Re: fastest way to compare numerical strings?
by Anonymous Monk on Jul 02, 2008 at 01:15 UTC
    Hi All,
    Original poster / Anonymous (non)Monk here. Thanks for these great comments. I write code as the snail crawls. I am attempting to grok your advice and have already blown portions of my mind. Thank you. I am trying things out now and will report any solutions as they arise. A couple notes:
    1) Yes the PSQL/MySql solution would be good but for practical reasons are less desirable right now. This code snippet is part of a long chain, so getting into SQL might happen later but right now I need to complete the chain with the one hammer I somewhat know: Perl.
    2. All lat/long values are relatively close together, within a few thousand square kilometers, just fyi...
    3. Lets not have me share the data just yet, thanks for the offer though.
    Thanks again and I'll post the results ASAP. It may or may not have anything to do with what you mention above, but the above certainly jogged the noodle which is helping.
      Lets not have me share the data just yet

      A representative sample (even if made up), or just the bounding box of the dataset and precision of the points would allow us to generate random data that roughly matched the problem space to test possibilties.

      Also, a brief description of the purpose of the code would help. For example, are you counting the points that lie within each cell of a 0.01 x 0.01 grid? Or are you trying to "cluster" the points regardless of any predefined gridding?

      Examine what is said, not who speaks -- Silence betokens consent -- Love the truth but pardon error.
      "Science is about questioning the status quo. Questioning authority".
      In the absence of evidence, opinion is indistinguishable from prejudice.
        Okay, I am happy with speed now. Winning answers were a combination of:

      • the system 'sort' step mentioned by jethro and apl and maybe others (and searching only 1000 adjacent lines).

      • the 'abs' command of grep and maybe others.

        The rest of the stuff sounds fascinating and potenitally useful. Thanks, truthfully, to everyone. Soon I hope to do this on a global daily dataset where n=800million or so. If anyone wants to hammer me on better methods and such please feel free. Again, thanks to all.
        Okey doke, while the tests run I'll type. Basically, the code is going through points representing fire detections by a NASA satellite (MODIS). Those points that fall close together (within .01) AND occur on consecutive days and at appropriate times ($numbdate and $timestamp) are written to a text file for review in other software (Arcview GIS) as part of ongoing research.

        Latitude stats:
        Minimum: 10.318842
        Maximum: 14.124424
        Mean: 11.24719
        Standard Deviation: 0.805771

        Longitude stats:
        Minimum: 21.097507
        Maximum: 24.912207
        Mean: 22.474358
        Standard Deviation: 0.974835

Re: fastest way to compare numerical strings?
by Sagacity (Monk) on Jul 04, 2008 at 16:58 UTC

    Drawing from my experience when developing a Do Not Call List discriminator, I too had thousands of comparisons to make of sets of numbers, each list had thousands of ten digit numbers. In the beginning we were looking for a match, then took the steps of what to do with it. It was slow! And then...

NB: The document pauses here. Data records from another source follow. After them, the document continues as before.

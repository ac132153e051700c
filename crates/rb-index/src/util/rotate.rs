//! Single rotations.
//!
//! A rotation only relinks the child, the parent, the grandparent slot that
//! pointed at the parent, and the subtree the child hands over. Nothing else
//! in the arena is read or written.

use crate::error::TreeError;
use crate::types::Node;

use super::{get_l, get_p, get_r, set_l, set_p, set_r};

/// Rotates `child` above `parent`.
///
/// A right child is rotated left, a left child is rotated right. Returns the
/// new root, which is `child` when `parent` was the root.
///
/// # Errors
///
/// - [`TreeError::NullNode`] if either index is absent.
/// - [`TreeError::NotRelated`] if `child` is not a direct child of `parent`.
pub fn rotate<N: Node>(
    arena: &mut [N],
    root: Option<u32>,
    child: Option<u32>,
    parent: Option<u32>,
) -> Result<Option<u32>, TreeError> {
    let (Some(child), Some(parent)) = (child, parent) else {
        return Err(TreeError::NullNode);
    };
    let Some(p) = arena.get(parent as usize) else {
        return Err(TreeError::NotRelated { child, parent });
    };

    if p.r() == Some(child) {
        Ok(rotate_left(arena, root, child, parent))
    } else if p.l() == Some(child) {
        Ok(rotate_right(arena, root, child, parent))
    } else {
        Err(TreeError::NotRelated { child, parent })
    }
}

/// `child` must be the right child of `parent`.
pub(crate) fn rotate_left<N: Node>(
    arena: &mut [N],
    root: Option<u32>,
    child: u32,
    parent: u32,
) -> Option<u32> {
    let g = get_p(arena, parent);
    let cl = get_l(arena, child);

    set_r(arena, parent, cl);
    if let Some(cl) = cl {
        set_p(arena, cl, Some(parent));
    }
    set_l(arena, child, Some(parent));

    if let Some(g) = g {
        if get_l(arena, g) == Some(parent) {
            set_l(arena, g, Some(child));
        } else {
            set_r(arena, g, Some(child));
        }
    }

    set_p(arena, child, g);
    set_p(arena, parent, Some(child));
    log::trace!("rotated node {child} left over node {parent}");

    if root == Some(parent) {
        Some(child)
    } else {
        root
    }
}

/// `child` must be the left child of `parent`.
pub(crate) fn rotate_right<N: Node>(
    arena: &mut [N],
    root: Option<u32>,
    child: u32,
    parent: u32,
) -> Option<u32> {
    let g = get_p(arena, parent);
    let cr = get_r(arena, child);

    set_l(arena, parent, cr);
    if let Some(cr) = cr {
        set_p(arena, cr, Some(parent));
    }
    set_r(arena, child, Some(parent));

    if let Some(g) = g {
        if get_r(arena, g) == Some(parent) {
            set_r(arena, g, Some(child));
        } else {
            set_l(arena, g, Some(child));
        }
    }

    set_p(arena, child, g);
    set_p(arena, parent, Some(child));
    log::trace!("rotated node {child} right over node {parent}");

    if root == Some(parent) {
        Some(child)
    } else {
        root
    }
}
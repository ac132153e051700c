//! Unbalanced binary search tree.

use crate::error::TreeError;
use crate::iter::Iter;
use crate::types::BstNode;
use crate::util;

/// Plain binary search tree over an arena of [`BstNode`]s.
///
/// Equal values are kept (the tree is a multiset) and always descend to the
/// right of the value they tie with. Nothing rebalances the tree, so sorted
/// input degenerates into a list.
#[derive(Clone, Debug)]
pub struct BinarySearchTree<T> {
    arena: Vec<BstNode<T>>,
    root: Option<u32>,
}

impl<T> Default for BinarySearchTree<T> {
    fn default() -> Self {
        Self::new()
    }
}

impl<T> BinarySearchTree<T> {
    pub fn new() -> Self {
        Self {
            arena: Vec::new(),
            root: None,
        }
    }

    pub fn root_index(&self) -> Option<u32> {
        self.root
    }

    /// Node at `idx`, or `None` if no such node exists.
    pub fn node(&self, idx: u32) -> Option<&BstNode<T>> {
        self.arena.get(idx as usize)
    }

    pub fn value(&self, idx: u32) -> Option<&T> {
        self.node(idx).map(|n| &n.v)
    }

    /// Number of stored values, duplicates included.
    pub fn size(&self) -> usize {
        self.arena.len()
    }

    pub fn is_empty(&self) -> bool {
        self.root.is_none()
    }

    /// Drops every node.
    pub fn clear(&mut self) {
        log::debug!("clearing binary search tree of {} nodes", self.arena.len());
        self.arena.clear();
        self.root = None;
    }

    /// Rotates `child` above `parent`.
    ///
    /// # Errors
    ///
    /// [`TreeError::NullNode`] if either index is absent,
    /// [`TreeError::NotRelated`] if the two are not a direct parent/child pair.
    pub fn rotate(&mut self, child: Option<u32>, parent: Option<u32>) -> Result<(), TreeError> {
        self.root = util::rotate(&mut self.arena, self.root, child, parent)?;
        Ok(())
    }
}

impl<T: Ord> BinarySearchTree<T> {
    /// Inserts `value` and returns the index of its node.
    ///
    /// # Panics
    ///
    /// If the tree already holds `u32::MAX + 1` nodes.
    pub fn insert(&mut self, value: T) -> u32 {
        match self.try_insert(Some(value)) {
            Ok(idx) => idx,
            Err(err) => panic!("{err}"),
        }
    }

    /// Like [`insert`](Self::insert), rejecting an absent value.
    ///
    /// # Errors
    ///
    /// [`TreeError::NullValue`] if `value` is `None`,
    /// [`TreeError::CapacityExceeded`] if no index is left for a new node.
    pub fn try_insert(&mut self, value: Option<T>) -> Result<u32, TreeError> {
        let value = value.ok_or(TreeError::NullValue)?;
        let idx = util::next_index(self.arena.len())?;
        self.arena.push(BstNode::new(value));
        self.root = util::insert(&mut self.arena, self.root, idx);
        Ok(idx)
    }

    pub fn contains(&self, value: &T) -> bool {
        util::find(&self.arena, self.root, value).is_some()
    }

    /// Like [`contains`](Self::contains); `None` is never contained.
    pub fn contains_opt(&self, value: Option<&T>) -> bool {
        value.is_some_and(|v| self.contains(v))
    }

    /// Ascending iterator over every stored value.
    pub fn iter(&self) -> Iter<'_, T, BstNode<T>> {
        Iter::new(&self.arena, self.root, None, None)
    }
}
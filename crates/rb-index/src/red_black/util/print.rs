use std::fmt::{Debug, Display};

use super::super::types::RbNodeLike;

/// Short node label: the value followed by `(b)` or `(r)`.
pub fn label<T, N>(node: &N) -> String
where
    T: Display,
    N: RbNodeLike<T>,
{
    let color = if node.is_black() { "b" } else { "r" };
    format!("{}({color})", node.value())
}

/// Debug printer for red-black trees.
pub fn print<T, N>(arena: &[N], node: Option<u32>, tab: &str) -> String
where
    T: Debug,
    N: RbNodeLike<T>,
{
    match node {
        None => "∅".to_string(),
        Some(i) => {
            let n = &arena[i as usize];
            let color = if n.is_black() { "black" } else { "red" };
            let left = print::<T, N>(arena, n.l(), &format!("{tab}  "));
            let right = print::<T, N>(arena, n.r(), &format!("{tab}  "));
            format!(
                "Node[{i}] {color} {{ {:?} }}\n{tab}L={left}\n{tab}R={right}",
                n.value()
            )
        }
    }
}
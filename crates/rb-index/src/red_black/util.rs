use crate::util::rotate::{rotate_left, rotate_right};
use crate::util::{self, first, get_l, get_p, get_r, next};

use super::types::RbNodeLike;

mod print;

pub use print::{label, print};

#[inline]
fn is_black<T, N>(arena: &[N], i: u32) -> bool
where
    N: RbNodeLike<T>,
{
    arena[i as usize].is_black()
}

#[inline]
fn set_black<T, N>(arena: &mut [N], i: u32, v: bool)
where
    N: RbNodeLike<T>,
{
    arena[i as usize].set_black(v);
}

/// Inserts the detached node `n` and restores the red-black invariants.
///
/// `n` is colored red, attached with the plain binary-search-tree descent
/// (ties go right), then repaired by [`ensure_red_property`]. The root is
/// black on return. Returns the new root.
pub fn insert<T, N>(arena: &mut [N], root: Option<u32>, n: u32) -> Option<u32>
where
    N: RbNodeLike<T>,
    T: Ord,
{
    // a raw rotation may have lifted a red node to the top
    if let Some(r) = root {
        set_black(arena, r, true);
    }
    set_black(arena, n, false);
    let mut root = util::insert::<N, T>(arena, root, n);
    if get_p(arena, n).is_some() {
        root = ensure_red_property::<T, N>(arena, root, n);
    }
    if let Some(r) = root {
        set_black(arena, r, true);
    }
    root
}

/// Repairs a red-red violation between the red node `n` and its parent.
///
/// Walks upward while the red-aunt case keeps pushing the violation towards
/// the root; every other case finishes in place. Returns the new root.
pub fn ensure_red_property<T, N>(arena: &mut [N], mut root: Option<u32>, mut n: u32) -> Option<u32>
where
    N: RbNodeLike<T>,
{
    loop {
        let Some(p) = get_p(arena, n) else {
            log::trace!("fixup: node {n} is the root");
            set_black(arena, n, true);
            return root;
        };
        if is_black(arena, p) {
            return root;
        }
        // the root is black, so a red parent always has a parent of its own
        let Some(g) = get_p(arena, p) else {
            debug_assert!(false, "red node {p} is the root");
            return root;
        };

        let parent_is_left = get_l(arena, g) == Some(p);
        let aunt = if parent_is_left {
            get_r(arena, g)
        } else {
            get_l(arena, g)
        };

        match aunt {
            Some(a) if !is_black(arena, a) => {
                log::trace!("fixup: red aunt {a}, recoloring below node {g}");
                set_black(arena, a, true);
                set_black(arena, p, true);
                set_black(arena, g, false);
                n = g;
                continue;
            }
            _ => {}
        }

        let node_is_left = get_l(arena, p) == Some(n);
        if node_is_left == parent_is_left {
            log::trace!("fixup: black aunt, line at node {n}");
            root = if parent_is_left {
                rotate_right(arena, root, p, g)
            } else {
                rotate_left(arena, root, p, g)
            };
            set_black(arena, g, false);
            set_black(arena, p, true);
        } else {
            log::trace!("fixup: black aunt, zig-zag at node {n}");
            root = if node_is_left {
                rotate_right(arena, root, n, p)
            } else {
                rotate_left(arena, root, n, p)
            };
            root = if parent_is_left {
                rotate_right(arena, root, n, g)
            } else {
                rotate_left(arena, root, n, g)
            };
            set_black(arena, n, true);
            set_black(arena, g, false);
        }
        return root;
    }
}

/// Number of black nodes on the path from `i` up to the root, `i` included.
fn black_depth<T, N>(arena: &[N], mut i: u32) -> Result<usize, String>
where
    N: RbNodeLike<T>,
{
    let mut depth = 0;
    for _ in 0..arena.len() {
        depth += usize::from(is_black(arena, i));
        match get_p(arena, i) {
            Some(p) => i = p,
            None => return Ok(depth),
        }
    }
    Err(format!("Cycle in parent links above node {i}"))
}

/// Checks every red-black and ordering invariant of the tree at `root`.
///
/// Walks the nodes in order. Each node must be linked back by its children,
/// must not be red under a red parent, and must not sort before its
/// predecessor. Every absent child slot must see the same number of black
/// nodes on its way up to the root.
pub fn assert_red_black_tree<T, N>(arena: &[N], root: Option<u32>) -> Result<(), String>
where
    N: RbNodeLike<T>,
    T: Ord,
{
    let Some(root) = root else {
        return Ok(());
    };
    let Some(top) = arena.get(root as usize) else {
        return Err(format!("Root {root} is outside the arena"));
    };
    if top.p().is_some() {
        return Err(format!("Root {root} has a parent"));
    }
    if !top.is_black() {
        return Err(format!("Root {root} is red"));
    }

    let mut leaf_depth: Option<usize> = None;
    let mut prev: Option<u32> = None;
    let mut visited = 0;
    let mut curr = first(arena, Some(root));
    while let Some(i) = curr {
        visited += 1;
        if visited > arena.len() {
            return Err("Cycle in node links".to_string());
        }
        let node = &arena[i as usize];

        for child in [node.l(), node.r()].into_iter().flatten() {
            if get_p(arena, child) != Some(i) {
                return Err(format!("Node {child} does not link back to parent {i}"));
            }
        }
        if let Some(p) = node.p() {
            if !node.is_black() && !is_black(arena, p) {
                return Err(format!("Red node {i} has red parent {p}"));
            }
        }
        if node.l().is_none() || node.r().is_none() {
            let depth = black_depth(arena, i)?;
            match leaf_depth {
                None => leaf_depth = Some(depth),
                Some(expected) if expected != depth => {
                    return Err(format!(
                        "Black height mismatch below node {i}: {depth} != {expected}"
                    ));
                }
                Some(_) => {}
            }
        }
        if let Some(prev) = prev {
            if arena[prev as usize].value() > node.value() {
                return Err(format!("Node {i} sorts before its predecessor {prev}"));
            }
        }

        prev = Some(i);
        curr = next(arena, i);
    }

    Ok(())
}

    What I found that impacted the speed the most was adding the thought of elimination as the primary criteria in my comparisons. As you went through a process of comparisons, each step had a valid reason to either continue comparing, or most importantly to speed, stop comparing and either log the results, or dump it and grab the NEXT line/entry/whatever.

    So, the loop system will perform the best when you have inserted the reasons for LAST and NEXT.

    I acknowledge that your comparisons differ from what I was dealing with, but I am also sure that the results will improve if you can implement this thought process inot your code.

Re: fastest way to compare numerical strings?
by salva (Abbot) on Jul 07, 2008 at 09:15 UTC
    I have just upload Algorithm::ClusterPoints to CPAN.

    On my 3GHz PIV machine, it is able to find the clusters from a set of 300_000 points in around 25 seconds.